Advanced Instruction Engineering for Declarative Agents

If you have the five-part framework down (role, tone, scope, guardrails, format), you have a working agent. This article gets you a production-grade one.

The 8000-Character Budget

Your instruction field tops out at 8,000 characters. That sounds generous until you start writing real guardrails, examples, and escalation paths. Every character is a contract between you and the model: waste none.

You can author instructions in an external file and reference it in your manifest:

{
  "instructions": "$[file('instructions.txt')]"
}

This keeps your declarativeAgent.json clean, but the 8,000-character limit still applies to the resolved content. The file reference is a developer experience win, not a capacity hack.

💡 Tip

Run a quick character count before you deploy. A single copy-pasted policy paragraph can eat 600 characters and add zero value.

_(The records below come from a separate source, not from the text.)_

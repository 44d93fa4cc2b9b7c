use crate::config::types::Config;
use crate::config::validation::validate;
use crate::ConfigError;
use sha2::{Digest, Sha256};
use std::path::Path;

/// Loads and parses a configuration file from the given path
///
/// # Arguments
///
/// * `path` - Path to the TOML configuration file
///
/// # Returns
///
/// * `Ok(Config)` - Successfully loaded and validated configuration
/// * `Err(ConfigError)` - Failed to load, parse, or validate the configuration
pub fn load_config(path: &Path) -> Result<Config, ConfigError> {
    let content = std::fs::read_to_string(path)?;
    parse_config(&content)
}

/// Parses and validates configuration from TOML text
pub fn parse_config(content: &str) -> Result<Config, ConfigError> {
    let config: Config = toml::from_str(content)?;
    validate(&config)?;
    Ok(config)
}

/// Computes a SHA-256 hash of the configuration file content
///
/// This lets a batch be correlated with the exact configuration it ran under.
///
/// # Returns
///
/// * `Ok(String)` - Hex-encoded SHA-256 hash of the file content
/// * `Err(ConfigError)` - Failed to read the file
pub fn compute_config_hash(path: &Path) -> Result<String, ConfigError> {
    let content = std::fs::read_to_string(path)?;
    let mut hasher = Sha256::new();
    hasher.update(content.as_bytes());
    let result = hasher.finalize();
    Ok(hex::encode(result))
}

/// Loads a configuration and returns both the config and its hash
pub fn load_config_with_hash(path: &Path) -> Result<(Config, String), ConfigError> {
    let config = load_config(path)?;
    let hash = compute_config_hash(path)?;
    Ok((config, hash))
}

Strategies for staying under budget

Remove redundancy. If your guardrails already say “only answer about HR onboarding,” you don’t need to repeat that in the scope section.
Prefer lists over prose. “Handle: benefits, payroll, PTO, equipment requests” beats a paragraph saying the same thing.
Push reference material to knowledge sources. Your instructions should tell the agent how to behave. The what (policy docs, FAQ content, process guides) belongs in knowledge sources.

Persona Engineering

“You are a helpful assistant” tells the model nothing it doesn’t already assume. Persona engineering means defining a specific identity the agent embodies consistently.

Identity

Give your agent a name, a role, and a domain of expertise. Here’s how that looks for our Zava Insurance HR Onboarding Buddy:

❌ Before:
You are a helpful assistant for HR questions.

✅ After:
You are Zara, the Zava Insurance HR Onboarding Buddy. You specialize in guiding new employees through their first 90 days: from benefits enrollment to equipment requests to team introductions.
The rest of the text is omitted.